Effect on Patient Outcomes

Whether it has improved patient outcomes is also unclear. For instance, a 2013 study published in the journal Health Services Research, found that although the California law succeeded in boosting nurse staffing, the staffing increase had only "mixed effects on quality." Another showed that "Higher registered nurse staffing per patient day had a limited impact on adverse events in California hospitals," showing that mandates are not a silver bullet.

Noga contends that there wasn't any "evidence or documentation that there was a quality of care, safety, or staffing problem in Massachusetts hospital ICUs. The law was a political resolution of a political problem, not a clinical problem."

The "political problem" she's referring to was a ballot initiative, proposed by the Massachusetts Nurses Association, which would have mandated certain staffing levels across the board.

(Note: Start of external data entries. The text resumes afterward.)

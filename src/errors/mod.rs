//! Error types for the Postmark client.
//!
//! Covers local validation failures (raised before any request is made),
//! provider rejections classified from the HTTP status and Postmark
//! `ErrorCode`, and transport failures.

use std::fmt;
use thiserror::Error;

use crate::transport::TransportError;

/// Result type alias for Postmark operations.
pub type PostmarkResult<T> = Result<T, PostmarkError>;

/// Postmark `ErrorCode` for an inactive (suppressed) recipient.
pub const INACTIVE_RECIPIENT_ERROR_CODE: i64 = 406;

/// Error type for Postmark client operations.
#[derive(Debug, Error)]
pub enum PostmarkError {
    /// Configuration error (missing API key, invalid base URL, etc.)
    #[error("Configuration error: {message}")]
    Configuration {
        /// Error message describing the configuration issue.
        message: String,
    },

    /// A required message field is missing or incomplete.
    #[error("Missing value for {field}: {}", .field.description())]
    MissingValue {
        /// The field that failed validation.
        field: MissingField,
    },

    /// A metadata value is not a plain string.
    #[error("Metadata value for '{key}' must be a string, found {found}")]
    InvalidMetadata {
        /// The offending metadata key.
        key: String,
        /// The JSON kind that was found instead.
        found: &'static str,
    },

    /// The recipient is inactive or on a suppression list.
    #[error("Inactive recipient: {message}")]
    InactiveRecipient {
        /// Message text returned by Postmark.
        message: String,
    },

    /// Postmark rejected the payload (HTTP 422).
    #[error("Unprocessable entity (ErrorCode {error_code:?}): {message}")]
    UnprocessableEntity {
        /// Postmark error code, when the body could be parsed.
        error_code: Option<i64>,
        /// Message text returned by Postmark.
        message: String,
    },

    /// The server token was rejected (HTTP 401).
    #[error("Unauthorized: {message}")]
    Unauthorized {
        /// Message text returned by Postmark.
        message: String,
    },

    /// Server error (5xx status codes).
    #[error("Server error (HTTP {status_code}): {message}")]
    Server {
        /// HTTP status code.
        status_code: u16,
        /// Error message.
        message: String,
    },

    /// Any other non-2xx response.
    #[error("Unexpected HTTP {status}: {message}")]
    Http {
        /// HTTP status code.
        status: u16,
        /// Error message.
        message: String,
    },

    /// Network failure before a response could be read.
    #[error(transparent)]
    Transport(#[from] TransportError),

    /// Serialization/deserialization error.
    #[error("Serialization error: {message}")]
    Serialization {
        /// Error message.
        message: String,
    },
}

/// Message fields checked before a send.
#[derive(Debug, Clone, Copy, PartialEq, Eq)]
pub enum MissingField {
    /// Non-template messages need a subject.
    Subject,
    /// At least one `To` or `Bcc` recipient.
    Recipients,
    /// A template id or alias needs a template model, and only one of them may be set.
    TemplatePairing,
    /// A template model needs a template id or alias.
    TemplateReference,
    /// No sender on the message and no default sender configured.
    Sender,
}

impl MissingField {
    /// Returns the short field name.
    pub fn as_str(&self) -> &'static str {
        match self {
            MissingField::Subject => "subject",
            MissingField::Recipients => "recipients",
            MissingField::TemplatePairing => "template pairing",
            MissingField::TemplateReference => "template reference",
            MissingField::Sender => "sender",
        }
    }

    /// Returns a human-readable description of the failed check.
    pub fn description(&self) -> &'static str {
        match self {
            MissingField::Subject => "cannot send an e-mail without a subject",
            MissingField::Recipients => {
                "cannot send an e-mail without at least one recipient (to or bcc)"
            }
            MissingField::TemplatePairing => {
                "a template e-mail needs exactly one of template_id or template_alias, together with template_model"
            }
            MissingField::TemplateReference => {
                "cannot send a template e-mail without either a template_id or template_alias"
            }
            MissingField::Sender => "cannot send an e-mail without a sender",
        }
    }
}

impl fmt::Display for MissingField {
    fn fmt(&self, f: &mut fmt::Formatter<'_>) -> fmt::Result {
        f.write_str(self.as_str())
    }
}

impl PostmarkError {
    /// Creates a missing value error.
    pub fn missing(field: MissingField) -> Self {
        PostmarkError::MissingValue { field }
    }

    /// Returns the missing field, if this is a validation failure.
    pub fn missing_field(&self) -> Option<MissingField> {
        match self {
            PostmarkError::MissingValue { field } => Some(*field),
            _ => None,
        }
    }

    /// Returns true if the error was raised locally, before any request.
    pub fn is_local(&self) -> bool {
        matches!(
            self,
            PostmarkError::MissingValue { .. }
                | PostmarkError::InvalidMetadata { .. }
                | PostmarkError::Configuration { .. }
        )
    }

    /// Returns the HTTP status code for provider errors.
    pub fn status_code(&self) -> Option<u16> {
        match self {
            PostmarkError::InactiveRecipient { .. } | PostmarkError::UnprocessableEntity { .. } => {
                Some(422)
            }
            PostmarkError::Unauthorized { .. } => Some(401),
            PostmarkError::Server { status_code, .. } => Some(*status_code),
            PostmarkError::Http { status, .. } => Some(*status),
            _ => None,
        }
    }
}

/// Error body returned by Postmark on non-2xx responses.
#[derive(Debug, Clone, serde::Deserialize)]
pub struct ApiErrorResponse {
    /// Postmark error code (non-zero).
    #[serde(rename = "ErrorCode")]
    pub error_code: i64,
    /// Human-readable error text.
    #[serde(rename = "Message", default)]
    pub message: String,
}

impl From<serde_json::Error> for PostmarkError {
    fn from(err: serde_json::Error) -> Self {
        PostmarkError::Serialization {
            message: err.to_string(),
        }
    }
}

impl From<url::ParseError> for PostmarkError {
    fn from(err: url::ParseError) -> Self {
        PostmarkError::Configuration {
            message: format!("Invalid URL: {}", err),
        }
    }
}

As Noga noted, it will take time to determine the cost impact in Massachusetts. But in California, there has been one area where hospital costs may have actually gone down as a result of the law.


Paul Leigh

"The occupational injuries dropped. They dropped around 30%," according to Paul Leigh, a professor of public health sciences and an investigator with the Center for Healthcare Policy and Research at UC Davis, who published the findings last year. The researchers said that the "evidence suggests that the law was effective in reducing occupational injury and illness rates for both RNs and LPNs."

As the number of occupational injuries drop, so do worker's compensation costs. Although his study didn't publish cost data, Leigh says he has calculated it himself, and found that because injuries dropped more than hiring rose, the law likely resulted in a decline in worker's compensation costs for hospitals.

"The hospital is not thinking per nurse," Leigh says. "The hospital is thinking of the total dollar amount."

Caution Urged

Romano says that before the law was passed, some hospitals in California had unacceptably low staffing levels. He would have liked to have seen a remedy in the form of voluntary action, such as reporting staffing levels, rather than mandates.

Vitello and Noga are urging caution, too, pointing to potential issues that could arise from the new MA law, such as separating twins when one may not need to be in the NICU, or with ICU patients who don't need critical care because they're awaiting discharge or being transferred.

"The new law requires that all patients in an ICU, whether they need critical care or not, receive nurse staffing levels used for critical care patients," Vitello says. "Patients and caregivers should always be concerned any time something as sensitive, complex, and ever-changing as registered nurse staffing in hospitals is set into statute."

Alexandra Wilson Pecci is an editor for HealthLeaders.